When I said the economy of the greater Arab world in 1918 was essentially zero, what I mean was they had enough economy for local use, with some exports in the case of Egyptian cotton and a few other things. OTL after WWI, to the extent there was industrialization of infrastructure improvements these came from the foreign overlords - railroads, water systems, electricity etc. Yes, I know some of this had begun in Egypt before WWI but the UK had been running things there for a while. Assuming you have some large Arab entity emerging after WWI, where is the capital for these sorts of modernization going to come from? The French and the British are unlikely to loan money for this except at very high rates given the risk, OTL some of this was done for strategic rather than pure economic reasons - there are many other examples, port improvements is another. OTL some of the frankly commercial investment made by outsiders in the Arab world, such as oil exploration and development, was made when large chunks were under European control and thus these investments were seen as safer with a more stable political environment.

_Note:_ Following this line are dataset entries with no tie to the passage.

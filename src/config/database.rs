//! Database connection settings.

use serde::Deserialize;
use url::Url;

use crate::error::{ConfigError, Result};

/// Environment variable that overrides every other connection setting.
pub const DATABASE_URL_ENV: &str = "DATABASE_URL";
/// Environment variable for the database user.
pub const DATABASE_USER_ENV: &str = "ARGDB_DB_USER";
/// Environment variable for the database password.
pub const DATABASE_PASSWORD_ENV: &str = "ARGDB_DB_PASSWORD";

/// Connection settings for the argument-mining database.
///
/// Either `url` is set, or the URL is composed from `host`, `port`, `name`,
/// `user` and `password` as a MySQL URL.
#[derive(Debug, Clone, Deserialize)]
pub struct DatabaseSettings {
    /// Full connection URL. Takes precedence over the individual fields.
    #[serde(default)]
    pub url: Option<String>,

    /// Database host.
    #[serde(default = "default_host")]
    pub host: String,

    /// Database port.
    #[serde(default = "default_port")]
    pub port: u16,

    /// Database (schema) name.
    #[serde(default = "default_name")]
    pub name: String,

    /// Database user. Usually supplied through `ARGDB_DB_USER`.
    #[serde(default)]
    pub user: Option<String>,

    /// Database password. Usually supplied through `ARGDB_DB_PASSWORD`.
    #[serde(default)]
    pub password: Option<String>,

    /// Maximum number of pooled connections.
    #[serde(default = "default_pool_size")]
    pub pool_size: u32,

    /// Seconds to wait for a connection before giving up.
    #[serde(default = "default_connect_timeout_secs")]
    pub connect_timeout_secs: u64,

    /// Check connections for liveness when they leave the pool.
    #[serde(default = "default_pre_ping")]
    pub pre_ping: bool,
}

fn default_host() -> String {
    "argumentmining.ddns.net".to_string()
}

fn default_port() -> u16 {
    3306
}

fn default_name() -> String {
    "argument-mining".to_string()
}

fn default_pool_size() -> u32 {
    5
}

fn default_connect_timeout_secs() -> u64 {
    30
}

fn default_pre_ping() -> bool {
    true
}

impl Default for DatabaseSettings {
    fn default() -> Self {
        Self {
            url: None,
            host: default_host(),
            port: default_port(),
            name: default_name(),
            user: None,
            password: None,
            pool_size: default_pool_size(),
            connect_timeout_secs: default_connect_timeout_secs(),
            pre_ping: default_pre_ping(),
        }
    }
}

impl DatabaseSettings {
    /// Settings that connect to an explicit URL with default pool options.
    #[must_use]
    pub fn for_url(url: impl Into<String>) -> Self {
        Self {
            url: Some(url.into()),
            ..Self::default()
        }
    }

    /// Apply environment overrides.
    ///
    /// `DATABASE_URL` replaces the configured URL. `ARGDB_DB_USER` and
    /// `ARGDB_DB_PASSWORD` fill in credentials for a composed URL.
    pub fn apply_env(&mut self) {
        if let Some(url) = non_empty_env(DATABASE_URL_ENV) {
            self.url = Some(url);
        }
        if let Some(user) = non_empty_env(DATABASE_USER_ENV) {
            self.user = Some(user);
        }
        if let Some(password) = non_empty_env(DATABASE_PASSWORD_ENV) {
            self.password = Some(password);
        }
    }

    /// Resolve the connection URL.
    ///
    /// # Errors
    ///
    /// Returns [`ConfigError::MissingField`] when neither a URL nor the
    /// host, name and user needed to compose one are present.
    #[allow(clippy::result_large_err)]
    pub fn resolve_url(&self) -> Result<String> {
        if let Some(url) = self.url.as_deref().map(str::trim) {
            if !url.is_empty() {
                return Ok(url.to_string());
            }
        }

        if self.host.trim().is_empty() {
            return Err(ConfigError::MissingField {
                field: "database.host",
            }
            .into());
        }
        if self.name.trim().is_empty() {
            return Err(ConfigError::MissingField {
                field: "database.name",
            }
            .into());
        }
        let user = self
            .user
            .as_deref()
            .filter(|u| !u.trim().is_empty())
            .ok_or(ConfigError::MissingField {
                field: "database.user",
            })?;

        let mut url = Url::parse(&format!("mysql://{}:{}/", self.host.trim(), self.port))
            .map_err(|e| ConfigError::InvalidValue {
                field: "database.host",
                reason: e.to_string(),
            })?;
        url.set_username(user)
            .map_err(|()| ConfigError::InvalidValue {
                field: "database.user",
                reason: "cannot be used in a connection URL".to_string(),
            })?;
        if let Some(password) = self.password.as_deref() {
            url.set_password(Some(password))
                .map_err(|()| ConfigError::InvalidValue {
                    field: "database.password",
                    reason: "cannot be used in a connection URL".to_string(),
                })?;
        }
        url.set_path(&format!("/{}", self.name.trim()));
        Ok(url.to_string())
    }

    /// Validate pool options.
    #[allow(clippy::result_large_err)]
    pub fn validate(&self) -> Result<()> {
        if self.pool_size == 0 {
            return Err(ConfigError::InvalidValue {
                field: "pool_size",
                reason: "must be greater than 0".to_string(),
            }
            .into());
        }
        if self.connect_timeout_secs == 0 {
            return Err(ConfigError::InvalidValue {
                field: "connect_timeout_secs",
                reason: "must be greater than 0".to_string(),
            }
            .into());
        }
        if self.port == 0 {
            return Err(ConfigError::InvalidValue {
                field: "port",
                reason: "must be greater than 0".to_string(),
            }
            .into());
        }
        Ok(())
    }
}

fn non_empty_env(key: &str) -> Option<String> {
    std::env::var(key).ok().filter(|v| !v.trim().is_empty())
}

/// Hide the password of a connection URL for logs and output.
///
/// Values that are not URLs (SQLite paths) are returned unchanged.
#[must_use]
pub fn mask_url(raw: &str) -> String {
    match Url::parse(raw) {
        Ok(mut url) if url.password().is_some() => {
            let _ = url.set_password(Some("****"));
            url.to_string()
        }
        _ => raw.to_string(),
    }
}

The above is an economic reality, that no amount of raw material export available between 1918 and WWII can overcome - cotton, wheat (for export outside the Arab world), potash, will only bring in so much hard currency. FWIW the entire Arab world OTL has, once you subtract oil and gas, a GDP equal to Finland (more or less). Sustaining some sort of pan-Arab state spanning a good chink of geography, multiple branches of Islam, multiple ethnicities, and some significant religious minorities with limited infrastructure and capital available for modernization is, IMHO, calling for Skippy & Co.
When things go wrong, who will they blame?? The Europeans, long gone, Israel (not there)? Introspection for societal difficulties is not a feature of most of the Arab world OTL.